Most people here agree that while India is itching to be seen as, and truly become, a modern, free-thinking country, it’s held back by a dangerously conservative undercurrent. I say this considering that in some places village leaders hold women responsible for sexual violence against them, saying that they invite trouble because of their decision to wear jeans and use mobile phones. Some victims of rape have been questioned not about the crime committed against them, but about why they were out in public alone and dressed the way they were.

Despite changes to rape laws and numerous government and community awareness programs initiated after the gang rape of a woman on a bus in New Delhi in 2012, little has changed on the ground when it comes to the perceptions and treatment of women.

Emergency scarf

Given this lack of progress, leading and sustaining change inevitably falls to women with a can-do attitude, from urban centres to remote villages. Their message is: I’m not the one with the problem, it’s you!

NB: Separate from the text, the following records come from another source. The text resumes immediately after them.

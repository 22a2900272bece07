use axum::http::{HeaderMap, HeaderValue};
use criterion::{black_box, criterion_group, criterion_main, Criterion};
use hookrelay::envelope::{is_mutated, RequestEnvelope};
use hookrelay::headers::{passthrough_headers, sanitize_for_server_credential};
use serde_json::json;

fn client_headers() -> HeaderMap {
    let mut map = HeaderMap::new();
    let pairs = [
        ("host", "localhost:4000"),
        ("content-length", "2048"),
        ("x-api-key", "ck1"),
        ("anthropic-version", "2023-06-01"),
        ("user-agent", "claude-cli/1.0.0 (external, cli)"),
        ("x-app", "cli"),
        ("x-stainless-lang", "js"),
        ("x-stainless-os", "Linux"),
        ("x-stainless-runtime", "node"),
        ("x-stainless-retry-count", "0"),
        (
            "anthropic-beta",
            "claude-code-20250219, interleaved-thinking-2025-05-14, fine-grained-tool-streaming-2025-05-14",
        ),
        ("accept", "application/json"),
    ];
    for (k, v) in pairs {
        map.append(k, HeaderValue::from_static(v));
    }
    map
}

fn bench_headers(c: &mut Criterion) {
    let incoming = client_headers();
    c.bench_function("passthrough_headers", |b| {
        b.iter(|| passthrough_headers(black_box(&incoming)))
    });
    let forwarded = passthrough_headers(&incoming);
    c.bench_function("sanitize_for_server_credential", |b| {
        b.iter(|| sanitize_for_server_credential(black_box(&forwarded)))
    });
}

fn bench_mutation_check(c: &mut Criterion) {
    let tools: Vec<_> = (0..32)
        .map(|i| json!({"name": format!("tool_{i}"), "input_schema": {"type": "object"}}))
        .collect();
    let body = json!({
        "model": "m1",
        "system": "You are a careful assistant.",
        "messages": [{"role": "user", "content": "hi"}],
        "tools": tools,
    });
    let original: RequestEnvelope = serde_json::from_value(body).unwrap();
    let copy = original.clone();
    c.bench_function("is_mutated_clone", |b| {
        b.iter(|| is_mutated(black_box(&original), black_box(&copy)))
    });
    c.bench_function("outbound_body", |b| {
        b.iter(|| black_box(&original).outbound(false))
    });
}

criterion_group!(benches, bench_headers, bench_mutation_check);
criterion_main!(benches);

The friend I dined with recently is one of these can-do women. She is doing her bit to change perceptions, one outfit at a time. Walking to our destination, she knew her plunging halter neckline would create a stir, but her rationale is simple: Change starts with me.

She’s right to point out that it’s women in positions of relative social and economic power, mostly in big cities like New Delhi, who can stop the wardrobe censorship and turn the tables on women’s rights. It’s not about putting yourself on display or drawing undue attention, it’s about dressing and acting with the choice and confidence that what you wear is not, and should not, be inextricably linked to personal safety.

With generations of decay and patriarchy to work through, my friend admits she keeps a ‘modesty scarf’ in her handbag ‘in case of emergencies’. But she shouldn’t have to. None of us should. And many progressive Indians will agree, it’s about time we threw them out and embraced our wardrobes for what they are.